BruinOnline Email Access

This is a petition requesting UCLA to give back email access to students living off campus. On Tuesday, April 9, 2002, the MAPS RSS (Mail Abuse Prevention System Relay SPAM Stopper) listed the UCLA Bruin OnLine (BOL) mail relay servers on its black hole list. This basically means that since UCLA's email servers are utilized by spammers to send email, that some email servers will shut off access to email sent through UCLA servers.

On Tuesday, April 9, 2002, the MAPS RSS (Mail Abuse Prevention System Relay SPAM Stopper) listed the UCLA Bruin OnLine (BOL) mail relay servers on its black hole list. This basically means that since UCLA's email servers are utilized by spammers to send email, that some email servers will shut off access to email sent through UCLA servers.

What this basically translates to, is that a number of email addresses won't be able to get email sent through UCLA servers until BOL resolves the issue. The problem is that BOL mail servers do not utilize SMTP (Simple Mail Transfer Protocol) authentication - that is, anyone can send email through the UCLA server without providing a password. Therefore it is very easy for any spammer to send email through UCLA's server from anywhere in the world to any email address they choose. MAPS RSS is right for trying to stop this problem.

However, BOL has chosen a problematic solution for this problem. Instead of implementing regular password authentication through SMTP servers, as is the standard solution, BOL has chosen basically to limit sending email through BOL servers to anyone who happens to be connected to a UCLA LAN. This means that anyone who lives off-campus faces the problem of not being able to send email through their UCLA account.

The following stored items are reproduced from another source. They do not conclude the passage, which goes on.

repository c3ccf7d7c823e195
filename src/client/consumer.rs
use crate::api::{Entry, LabelSet};
use crate::client::batch::Batch;
use crate::client::sender::SendBatch;
use crate::wal::{SegmentDeleter, WalConsumer};
use async_trait::async_trait;
use chrono::{DateTime, Utc};
use std::collections::HashMap;
use std::sync::Arc;
use tracing::{debug, error, warn};

/// Turns one tenant's WAL records back into batches and sends them when their
/// segment is finished. A segment larger than `batch_size` is sent as several
/// batches.
pub struct ClientConsumer {
    tenant: String,
    series: HashMap<u64, LabelSet>,
    batch: Batch,
    /// Batches of the current segment that reached `batch_size`
    full: Vec<Batch>,
    batch_size: usize,
    max_streams: usize,
    sender: Arc<dyn SendBatch>,
    deleter: Arc<dyn SegmentDeleter>,
}

impl ClientConsumer {
    pub fn new(
        tenant: String,
        batch_size: usize,
        max_streams: usize,
        sender: Arc<dyn SendBatch>,
        deleter: Arc<dyn SegmentDeleter>,
    ) -> Self {
        Self {
            tenant,
            series: HashMap::new(),
            batch: Batch::new(max_streams),
            full: Vec::new(),
            batch_size,
            max_streams,
            sender,
            deleter,
        }
    }

    fn delete(&self, segment: u32) {
        if let Err(e) = self.deleter.delete_segment(segment) {
            error!(tenant = %self.tenant, segment, error = %e, "Failed to delete WAL segment");
        }
    }
}

#[async_trait]
impl WalConsumer for ClientConsumer {
    fn consume_series(&mut self, ref_id: u64, labels: LabelSet) {
        self.series.insert(ref_id, labels);
    }

    fn consume_entries(&mut self, ref_id: u64, entries: Vec<(DateTime<Utc>, String)>) {
        let Some(labels) = self.series.get(&ref_id) else {
            debug!(tenant = %self.tenant, ref_id, "Entries for unknown series, skipping");
            return;
        };
        for (timestamp, line) in entries {
            let entry = Entry::new(labels.clone(), timestamp, line);
            if !self.batch.is_empty() && self.batch.size_bytes_after(&entry) > self.batch_size {
                let full = std::mem::replace(&mut self.batch, Batch::new(self.max_streams));
                self.full.push(full);
            }
            self.batch.replay(entry);
        }
    }

    async fn segment_end(&mut self, segment: u32) {
        let last = std::mem::replace(&mut self.batch, Batch::new(self.max_streams));
        let mut batches = std::mem::take(&mut self.full);
        if !last.is_empty() {
            batches.push(last);
        }

        let mut failed = 0;
        for batch in batches {
            if let Err(e) = self.sender.send_batch(&self.tenant, batch).await {
                warn!(tenant = %self.tenant, segment, error = %e, "Failed to send WAL batch");
                failed += 1;
            }
        }

        if failed == 0 {
            self.delete(segment);
        } else {
            warn!(tenant = %self.tenant, segment, failed, "Keeping WAL segment after failed send");
        }
    }
}
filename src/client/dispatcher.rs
use crate::api::Entry;
use crate::client::batch::Batch;
use crate::client::metrics::Metrics;
use crate::client::sender::SendBatch;
use crate::client::tenant::EntryProcessor;
use std::collections::HashMap;
use std::sync::Arc;
use std::time::Duration;
use tokio::sync::mpsc;
use tokio::time::MissedTickBehavior;
use tracing::{debug, error, info};

const MIN_TICK: Duration = Duration::from_millis(10);

/// Batching limits of a dispatcher
#[derive(Debug, Clone, Copy)]
pub struct DispatchSettings {
    pub batch_wait: Duration,
    pub batch_size: usize,
    pub max_streams: usize,
}

impl DispatchSettings {
    /// How often open batches are checked for age
    pub fn tick_interval(&self) -> Duration {
        (self.batch_wait / 10).max(MIN_TICK)
    }
}

/// Groups entries into per-tenant batches and sends them when they fill up
/// or get old. Returns after the input closes and the open batches are sent.
pub async fn run_dispatcher(
    mut input: mpsc::Receiver<Entry>,
    sender: Arc<dyn SendBatch>,
    tenants: EntryProcessor,
    settings: DispatchSettings,
    metrics: Arc<Metrics>,
    host: String,
) {
    let mut batches: HashMap<String, Batch> = HashMap::new();
    let mut ticker = tokio::time::interval(settings.tick_interval());
    ticker.set_missed_tick_behavior(MissedTickBehavior::Delay);

    debug!(host = %host, "Dispatcher started");

    loop {
        tokio::select! {
            result = input.recv() => {
                let Some(entry) = result else {
                    break;
                };
                let tenant = tenants.tenant_of(&entry);

                let batch = batches
                    .entry(tenant.clone())
                    .or_insert_with(|| Batch::new(settings.max_streams));
                if !batch.is_empty() && batch.size_bytes_after(&entry) > settings.batch_size {
                    let full = std::mem::replace(batch, Batch::new(settings.max_streams));
                    let _ = sender.send_batch(&tenant, full).await;
                }

                if let Err(e) = batch.add(entry) {
                    error!(host = %host, tenant = %tenant, error = %e, "Batch add err");
                    metrics.dropped_entries.with_label_values(&[host.as_str()]).inc();
                    break;
                }
            }
            _ = ticker.tick() => {
                let expired: Vec<String> = batches
                    .iter()
                    .filter(|(_, batch)| batch.age() >= settings.batch_wait)
                    .map(|(tenant, _)| tenant.clone())
                    .collect();
                for tenant in expired {
                    if let Some(batch) = batches.remove(&tenant) {
                        debug!(host = %host, tenant = %tenant, entries = batch.entry_count(), "Max wait time reached, sending batch");
                        let _ = sender.send_batch(&tenant, batch).await;
                    }
                }
            }
        }
    }

    for (tenant, batch) in batches.drain() {
        if !batch.is_empty() {
            let _ = sender.send_batch(&tenant, batch).await;
        }
    }
    info!(host = %host, "Dispatcher stopped");
}
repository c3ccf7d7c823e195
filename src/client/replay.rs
//! Sending data left in a client's WAL directory by a previous run.

use crate::api::{Entry, LabelSet};
use crate::client::batch::Batch;
use crate::client::sender::SendBatch;
use crate::wal::{list_segments, read_segment, tenant_from_dir_name, Record, WalResult};
use std::collections::{BTreeSet, HashMap};
use std::fs;
use std::io::ErrorKind;
use std::path::{Path, PathBuf};
use tracing::{debug, error, info, warn};

/// A tenant directory found under a client's WAL directory
#[derive(Debug, Clone, PartialEq, Eq)]
pub struct RecoverableTenant {
    pub tenant: String,
    pub dir: PathBuf,
}

#[derive(Debug, Clone, Default, PartialEq, Eq)]
pub struct ReplaySummary {
    pub batches_sent: usize,
    pub batches_failed: usize,
    pub segments_deleted: usize,
    pub segments_kept: usize,
}

/// Tenant subdirectories of `client_dir`, sorted by name. A missing
/// directory has nothing to recover.
pub fn recoverable_tenants(client_dir: &Path) -> WalResult<Vec<RecoverableTenant>> {
    let read_dir = match fs::read_dir(client_dir) {
        Ok(read_dir) => read_dir,
        Err(e) if e.kind() == ErrorKind::NotFound => return Ok(Vec::new()),
        Err(e) => return Err(e.into()),
    };

    let mut tenants = Vec::new();
    for dir_entry in read_dir {
        let dir_entry = dir_entry?;
        if !dir_entry.file_type()?.is_dir() {
            continue;
        }
        let name = dir_entry.file_name().to_string_lossy().to_string();
        tenants.push(RecoverableTenant {
            tenant: tenant_from_dir_name(&name),
            dir: dir_entry.path(),
        });
    }
    tenants.sort_by(|a, b| a.dir.cmp(&b.dir));
    Ok(tenants)
}

/// Replay every tenant under `client_dir`.
pub async fn replay_all(
    client_dir: &Path,
    sender: &dyn SendBatch,
    batch_size: usize,
    max_streams: usize,
) -> ReplaySummary {
    let tenants = match recoverable_tenants(client_dir) {
        Ok(tenants) => tenants,
        Err(e) => {
            error!(dir = %client_dir.display(), error = %e, "Failed to scan WAL directory for replay");
            return ReplaySummary::default();
        }
    };

    let mut total = ReplaySummary::default();
    for tenant in &tenants {
        let summary = replay_tenant(tenant, sender, batch_size, max_streams).await;
        total.batches_sent += summary.batches_sent;
        total.batches_failed += summary.batches_failed;
        total.segments_deleted += summary.segments_deleted;
        total.segments_kept += summary.segments_kept;
    }
    if !tenants.is_empty() {
        info!(
            dir = %client_dir.display(),
            tenants = tenants.len(),
            batches_sent = total.batches_sent,
            batches_failed = total.batches_failed,
            "Replayed WAL"
        );
    }
    total
}

/// Send the contents of one tenant's segments in `batch_size` batches.
///
/// A segment is deleted once every batch holding its entries was sent;
/// segments touched by a failed batch stay for the next run.
pub async fn replay_tenant(
    tenant: &RecoverableTenant,
    sender: &dyn SendBatch,
    batch_size: usize,
    max_streams: usize,
) -> ReplaySummary {
    let mut summary = ReplaySummary::default();
    let segments = match list_segments(&tenant.dir) {
        Ok(segments) => segments,
        Err(e) => {
            error!(dir = %tenant.dir.display(), error = %e, "Failed to list WAL segments");
            return summary;
        }
    };

    let mut replay = TenantReplay {
        tenant: &tenant.tenant,
        sender,
        batch_size,
        max_streams,
        series: HashMap::new(),
        batch: Batch::new(max_streams),
        touched: BTreeSet::new(),
        failed: BTreeSet::new(),
        summary: &mut summary,
    };

    for segment in &segments {
        let records = match read_segment(&segment.path) {
            Ok(records) => records,
            Err(e) => {
                warn!(segment = %segment.path.display(), error = %e, "Failed to read WAL segment");
                replay.failed.insert(segment.index);
                continue;
            }
        };
        for record in records {
            replay.apply(segment.index, record).await;
        }
    }
    replay.flush().await;
    let failed = std::mem::take(&mut replay.failed);

    for segment in &segments {
        if failed.contains(&segment.index) {
            summary.segments_kept += 1;
            continue;
        }
        match fs::remove_file(&segment.path) {
            Ok(()) => summary.segments_deleted += 1,
            Err(e) => {
                error!(segment = %segment.path.display(), error = %e, "Failed to delete WAL segment");
                summary.segments_kept += 1;
            }
        }
    }

    debug!(tenant = %tenant.tenant, ?summary, "Replayed tenant WAL");
    summary
}

struct TenantReplay<'a> {
    tenant: &'a str,
    sender: &'a dyn SendBatch,
    batch_size: usize,
    max_streams: usize,
    series: HashMap<u64, LabelSet>,
    batch: Batch,
    /// Segments with entries in the current batch
    touched: BTreeSet<u32>,
    failed: BTreeSet<u32>,
    summary: &'a mut ReplaySummary,
}

impl TenantReplay<'_> {
    async fn apply(&mut self, segment: u32, record: Record) {
        match record {
            Record::Series { ref_id, labels } => {
                self.series.insert(ref_id, labels);
            }
            Record::Entries { ref_id, entries } => {
                let Some(labels) = self.series.get(&ref_id).cloned() else {
                    debug!(tenant = %self.tenant, segment, ref_id, "Entries for unknown series, skipping");
                    return;
                };
                for (timestamp, line) in entries {
                    let entry = Entry::new(labels.clone(), timestamp, line);
                    if !self.batch.is_empty() && self.batch.size_bytes_after(&entry) > self.batch_size {
                        self.flush().await;
                    }
                    self.batch.replay(entry);
                    self.touched.insert(segment);
                }
            }
        }
    }

    async fn flush(&mut self) {
        let batch = std::mem::replace(&mut self.batch, Batch::new(self.max_streams));
        let touched = std::mem::take(&mut self.touched);
        if batch.is_empty() {
            return;
        }
        match self.sender.send_batch(self.tenant, batch).await {
            Ok(()) => self.summary.batches_sent += 1,
            Err(_) => {
                self.summary.batches_failed += 1;
                self.failed.extend(touched);
            }
        }
    }
}

#[cfg(test)]
mod tests {
    use super::*;
    use crate::api::label_set;
    use crate::client::sender::SendError;
    use crate::wal::segment::segment_path;
    use crate::wal::Wal;
    use async_trait::async_trait;
    use chrono::{TimeZone, Utc};
    use std::sync::Mutex;
    use tempfile::TempDir;

    /// Records every batch; the `fail_on`-th call (1-based) fails
    struct FailNth {
        fail_on: usize,
        calls: Mutex<Vec<(String, Vec<String>)>>,
    }

    #[async_trait]
    impl SendBatch for FailNth {
        async fn send_batch(&self, tenant_id: &str, batch: Batch) -> Result<(), SendError> {
            let lines = batch
                .streams()
                .flat_map(|s| s.entries.iter().map(|(_, line)| line.clone()))
                .collect();
            let mut calls = self.calls.lock().unwrap();
            calls.push((tenant_id.to_string(), lines));
            if calls.len() == self.fail_on {
                return Err(SendError::Status {
                    status: 500,
                    message: String::new(),
                });
            }
            Ok(())
        }
    }

    fn entry(line: &str) -> Entry {
        Entry::new(label_set([("job", "x")]), Utc.timestamp_opt(1, 0).unwrap(), line)
    }

    #[test]
    fn test_missing_client_dir_has_nothing_to_replay() {
        let dir = TempDir::new().unwrap();
        assert!(recoverable_tenants(&dir.path().join("absent")).unwrap().is_empty());
    }

    #[test]
    fn test_recoverable_tenants_maps_default_dir() {
        let dir = TempDir::new().unwrap();
        fs::create_dir(dir.path().join("@default")).unwrap();
        fs::create_dir(dir.path().join("team-a")).unwrap();
        fs::write(dir.path().join("stray-file"), b"").unwrap();

        let tenants: Vec<String> = recoverable_tenants(dir.path())
            .unwrap()
            .into_iter()
            .map(|t| t.tenant)
            .collect();
        assert_eq!(tenants, vec!["".to_string(), "team-a".to_string()]);
    }

    #[tokio::test]
    async fn test_replay_splits_by_size_and_keeps_failed_segments() {
        let dir = TempDir::new().unwrap();
        let tenant_dir = dir.path().join("team-a");
        let wal = Wal::open(&tenant_dir, 1024 * 1024).unwrap();
        for line in ["aaaa", "bbbb"] {
            wal.log_entry(&entry(line)).unwrap();
        }
        wal.cut().unwrap();
        for line in ["cccc", "dddd"] {
            wal.log_entry(&entry(line)).unwrap();
        }
        wal.close().unwrap();

        // Second batch ("cccc", "dddd") fails
        let sender = FailNth {
            fail_on: 2,
            calls: Mutex::new(Vec::new()),
        };
        let tenants = recoverable_tenants(dir.path()).unwrap();
        let summary = replay_tenant(&tenants[0], &sender, 8, 0).await;

        assert_eq!(
            *sender.calls.lock().unwrap(),
            vec![
                ("team-a".to_string(), vec!["aaaa".to_string(), "bbbb".to_string()]),
                ("team-a".to_string(), vec!["cccc".to_string(), "dddd".to_string()]),
            ]
        );
        assert_eq!(summary.batches_sent, 1);
        assert_eq!(summary.batches_failed, 1);
        assert_eq!(summary.segments_deleted, 1);
        assert_eq!(summary.segments_kept, 1);
        assert!(!segment_path(&tenant_dir, 0).exists());
        assert!(segment_path(&tenant_dir, 1).exists());
    }

    #[tokio::test]
    async fn test_replay_flushes_mid_record_without_dropping() {
        let dir = TempDir::new().unwrap();
        let tenant_dir = dir.path().join("@default");
        fs::create_dir_all(&tenant_dir).unwrap();
        let mut data = Record::Series {
            ref_id: 1,
            labels: label_set([("job", "x")]),
        }
        .encode().unwrap();
        data.extend(
            Record::Entries {
                ref_id: 1,
                entries: ["aaaa", "bbbb", "cccc"]
                    .iter()
                    .map(|line| (Utc.timestamp_opt(1, 0).unwrap(), line.to_string()))
                    .collect(),
            }
            .encode().unwrap(),
        );
        fs::write(segment_path(&tenant_dir, 0), data).unwrap();

        let sender = FailNth {
            fail_on: 0,
            calls: Mutex::new(Vec::new()),
        };
        let tenants = recoverable_tenants(dir.path()).unwrap();
        let summary = replay_tenant(&tenants[0], &sender, 4, 0).await;

        let lines: Vec<Vec<String>> = sender
            .calls
            .lock()
            .unwrap()
            .iter()
            .map(|(_, lines)| lines.clone())
            .collect();
        assert_eq!(
            lines,
            vec![
                vec!["aaaa".to_string()],
                vec!["bbbb".to_string()],
                vec!["cccc".to_string()],
            ]
        );
        assert_eq!(summary.segments_deleted, 1);
    }
}
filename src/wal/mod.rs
//! Per-tenant, segment-structured write-ahead log.

pub mod error;
pub mod record;
pub mod segment;
pub mod watcher;
pub mod writer;

pub use error::{WalError, WalResult};
pub use record::Record;
pub use segment::{list_segments, read_segment, SegmentInfo};
pub use watcher::{Stoppable, WalConsumer, WalWatcher};
pub use writer::Wal;

/// Directory name used for entries without a tenant.
pub const DEFAULT_TENANT_DIR: &str = "@default";

/// Removes finished segments from a WAL directory.
pub trait SegmentDeleter: Send + Sync {
    fn delete_segment(&self, index: u32) -> WalResult<()>;
}

/// Directory name holding `tenant`'s WAL, or `None` when the tenant cannot be
/// mapped to a single path component that maps back to it.
pub fn tenant_dir_name(tenant: &str) -> Option<String> {
    if tenant.is_empty() {
        return Some(DEFAULT_TENANT_DIR.to_string());
    }
    if tenant == "."
        || tenant == ".."
        || tenant == DEFAULT_TENANT_DIR
        || tenant.contains('/')
        || tenant.contains('\\')
    {
        return None;
    }
    Some(tenant.to_string())
}

/// Inverse of [`tenant_dir_name`].
pub fn tenant_from_dir_name(name: &str) -> String {
    if name == DEFAULT_TENANT_DIR {
        String::new()
    } else {
        name.to_string()
    }
}

#[cfg(test)]
mod tests {
    use super::*;

    #[test]
    fn test_tenant_dir_name() {
        assert_eq!(tenant_dir_name("").as_deref(), Some("@default"));
        assert_eq!(tenant_dir_name("team-a").as_deref(), Some("team-a"));
        assert_eq!(tenant_dir_name("."), None);
        assert_eq!(tenant_dir_name(".."), None);
        assert_eq!(tenant_dir_name("a/b"), None);
        assert_eq!(tenant_dir_name("a\\b"), None);
        assert_eq!(tenant_dir_name("@default"), None);
    }

    #[test]
    fn test_tenant_dir_name_round_trips() {
        for tenant in ["", "team-a", "@other", "default", "@default-2"] {
            let dir = tenant_dir_name(tenant).unwrap();
            assert_eq!(tenant_from_dir_name(&dir), tenant);
        }
    }

    #[test]
    fn test_tenant_from_dir_name() {
        assert_eq!(tenant_from_dir_name("@default"), "");
        assert_eq!(tenant_from_dir_name("team-a"), "team-a");
    }
}
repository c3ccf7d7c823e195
//! WAL record encoding.
//!
//! Every record is written as one frame:
//!
//! ```text
//! [u32 LE payload length][u32 LE crc32(payload)][payload]
//! ```
//!
//! The payload starts with a type byte (`1` series, `2` entries) followed by
//! the series reference as `u64 LE`. Strings are `u32 LE` length-prefixed
//! UTF-8, timestamps are `i64 LE` unix nanoseconds.

use crate::api::LabelSet;
use crate::wal::error::{WalError, WalResult};
use chrono::{DateTime, TimeZone, Utc};

/// Upper bound on a single frame payload (64 MiB).
pub const MAX_RECORD_SIZE: u32 = 64 * 1024 * 1024;

/// Bytes preceding the payload in a frame.
pub const FRAME_HEADER_SIZE: usize = 8;

const RECORD_SERIES: u8 = 1;
const RECORD_ENTRIES: u8 = 2;
const MIN_PAYLOAD_SIZE: usize = 1 + 8;

#[derive(Debug, Clone, PartialEq, Eq)]
pub enum Record {
    /// Binds a reference number to a label set for the rest of the segment
    Series { ref_id: u64, labels: LabelSet },
    /// Entries belonging to a previously declared series
    Entries {
        ref_id: u64,
        entries: Vec<(DateTime<Utc>, String)>,
    },
}

impl Record {
    /// Serialize into a complete frame. Fails for records a reader would
    /// refuse: payloads over [`MAX_RECORD_SIZE`] and timestamps outside the
    /// nanosecond range.
    pub fn encode(&self) -> WalResult<Vec<u8>> {
        let mut payload = Vec::with_capacity(64);
        match self {
            Record::Series { ref_id, labels } => {
                payload.push(RECORD_SERIES);
                payload.extend_from_slice(&ref_id.to_le_bytes());
                put_len(&mut payload, labels.len());
                for (name, value) in labels {
                    put_str(&mut payload, name);
                    put_str(&mut payload, value);
                }
            }
            Record::Entries { ref_id, entries } => {
                payload.push(RECORD_ENTRIES);
                payload.extend_from_slice(&ref_id.to_le_bytes());
                put_len(&mut payload, entries.len());
                for (timestamp, line) in entries {
                    let nanos = timestamp
                        .timestamp_nanos_opt()
                        .ok_or(WalError::TimestampOutOfRange(*timestamp))?;
                    payload.extend_from_slice(&nanos.to_le_bytes());
                    put_str(&mut payload, line);
                }
            }
        }

        let length = u32::try_from(payload.len())
            .ok()
            .filter(|len| *len <= MAX_RECORD_SIZE)
            .ok_or(WalError::RecordTooLarge {
                length: payload.len(),
                max_length: MAX_RECORD_SIZE,
            })?;

        let mut frame = Vec::with_capacity(FRAME_HEADER_SIZE + payload.len());
        frame.extend_from_slice(&length.to_le_bytes());
        frame.extend_from_slice(&crc32fast::hash(&payload).to_le_bytes());
        frame.extend_from_slice(&payload);
        Ok(frame)
    }

    fn decode_payload(payload: &[u8]) -> WalResult<Record> {
        let mut cursor = Cursor { buf: payload, pos: 0 };
        let kind = cursor.u8()?;
        let ref_id = cursor.u64()?;
        let record = match kind {
            RECORD_SERIES => {
                let count = cursor.u32()? as usize;
                let mut labels = LabelSet::new();
                for _ in 0..count {
                    let name = cursor.string()?;
                    let value = cursor.string()?;
                    labels.insert(name, value);
                }
                Record::Series { ref_id, labels }
            }
            RECORD_ENTRIES => {
                let count = cursor.u32()? as usize;
                let mut entries = Vec::with_capacity(count.min(1024));
                for _ in 0..count {
                    let nanos = cursor.i64()?;
                    let line = cursor.string()?;
                    entries.push((Utc.timestamp_nanos(nanos), line));
                }
                Record::Entries { ref_id, entries }
            }
            other => return Err(WalError::UnknownRecordType(other)),
        };
        if cursor.pos != payload.len() {
            return Err(WalError::Malformed("trailing bytes after record"));
        }
        Ok(record)
    }
}

/// Outcome of decoding the frame at the start of a buffer.
#[derive(Debug)]
pub enum Decoded {
    /// A valid record occupying `len` bytes
    Record { record: Record, len: usize },
    /// A complete frame whose contents could not be used; skip `len` bytes
    Skipped { error: WalError, len: usize },
    /// More bytes are needed to complete the frame
    Incomplete,
    /// The header cannot belong to a real frame; nothing after it can be trusted
    Invalid(WalError),
}

pub fn decode_frame(buf: &[u8]) -> Decoded {
    if buf.len() < FRAME_HEADER_SIZE {
        return Decoded::Incomplete;
    }
    let length = u32::from_le_bytes([buf[0], buf[1], buf[2], buf[3]]);
    if (length as usize) < MIN_PAYLOAD_SIZE || length > MAX_RECORD_SIZE {
        return Decoded::Invalid(WalError::InvalidLength {
            length,
            max_length: MAX_RECORD_SIZE,
        });
    }
    let expected = u32::from_le_bytes([buf[4], buf[5], buf[6], buf[7]]);

    let end = FRAME_HEADER_SIZE + length as usize;
    if buf.len() < end {
        return Decoded::Incomplete;
    }

    let payload = &buf[FRAME_HEADER_SIZE..end];
    let actual = crc32fast::hash(payload);
    if actual != expected {
        return Decoded::Skipped {
            error: WalError::CrcMismatch { expected, actual },
            len: end,
        };
    }

    match Record::decode_payload(payload) {
        Ok(record) => Decoded::Record { record, len: end },
        Err(error) => Decoded::Skipped { error, len: end },
    }
}

fn put_len(buf: &mut Vec<u8>, len: usize) {
    buf.extend_from_slice(&(len as u32).to_le_bytes());
}

fn put_str(buf: &mut Vec<u8>, s: &str) {
    put_len(buf, s.len());
    buf.extend_from_slice(s.as_bytes());
}

struct Cursor<'a> {
    buf: &'a [u8],
    pos: usize,
}

impl<'a> Cursor<'a> {
    fn take(&mut self, n: usize) -> WalResult<&'a [u8]> {
        let end = self
            .pos
            .checked_add(n)
            .filter(|end| *end <= self.buf.len())
            .ok_or(WalError::Malformed("record body shorter than declared"))?;
        let bytes = &self.buf[self.pos..end];
        self.pos = end;
        Ok(bytes)
    }

    fn u8(&mut self) -> WalResult<u8> {
        Ok(self.take(1)?[0])
    }

    fn u32(&mut self) -> WalResult<u32> {
        let b = self.take(4)?;
        Ok(u32::from_le_bytes([b[0], b[1], b[2], b[3]]))
    }

    fn u64(&mut self) -> WalResult<u64> {
        let mut arr = [0u8; 8];
        arr.copy_from_slice(self.take(8)?);
        Ok(u64::from_le_bytes(arr))
    }

    fn i64(&mut self) -> WalResult<i64> {
        let mut arr = [0u8; 8];
        arr.copy_from_slice(self.take(8)?);
        Ok(i64::from_le_bytes(arr))
    }

    fn string(&mut self) -> WalResult<String> {
        let len = self.u32()? as usize;
        let bytes = self.take(len)?;
        String::from_utf8(bytes.to_vec()).map_err(|_| WalError::Malformed("invalid UTF-8 string"))
    }
}
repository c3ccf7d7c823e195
pub mod config;
pub mod run;
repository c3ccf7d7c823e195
use clap::{Parser, Subcommand};
use logship::config::resolve_config_path;
use std::path::PathBuf;
use tracing_subscriber::{layer::SubscriberExt, util::SubscriberInitExt};

#[derive(Parser)]
#[command(name = "logship")]
#[command(about = "Batching log shipper with a write-ahead log", long_about = None)]
struct Cli {
    #[arg(long, global = true)]
    config: Option<PathBuf>,

    #[command(subcommand)]
    command: Option<Commands>,
}

#[derive(Subcommand)]
enum Commands {
    /// Ship lines read from stdin
    Run,
    Config {
        #[command(subcommand)]
        action: ConfigAction,
    },
}

#[derive(Subcommand)]
enum ConfigAction {
    /// Validate the config file and print the effective client
    Check,
}

#[tokio::main]
async fn main() -> Result<(), Box<dyn std::error::Error>> {
    tracing_subscriber::registry()
        .with(
            tracing_subscriber::EnvFilter::try_from_default_env()
                .unwrap_or_else(|_| "logship=info".into()),
        )
        .with(tracing_subscriber::fmt::layer().with_writer(std::io::stderr))
        .init();

    let cli = Cli::parse();
    let config_path = resolve_config_path(cli.config.as_deref());

    match cli.command {
        Some(Commands::Run) | None => {
            logship::cli::run::run(config_path).await?;
        }
        Some(Commands::Config { action }) => match action {
            ConfigAction::Check => {
                logship::cli::config::check(config_path)?;
            }
        },
    }

    Ok(())
}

The "solution" set forth by BOL is not a real solution at all. It still leaves the possibility open that anyone could anonymously spam from any on-campus computers, and it makes life a lot more inconvenient for off-campus students. The real solution would be to implement SMTP password authentication, which would mean that people could send email through their UCLA accounts from anywhere, but spammers could not. This is the scheme in place by most email servers today. In fact, UCLAs email servers are in a small minority of about 5-6% of all email servers that still don't require this password authentication.

This petition asks that Bruin Online incorporates SMTP password authentication into its email servers, which will completely cut off spammers while allowing all students and rightful users to send email from any computer connected to the Internet.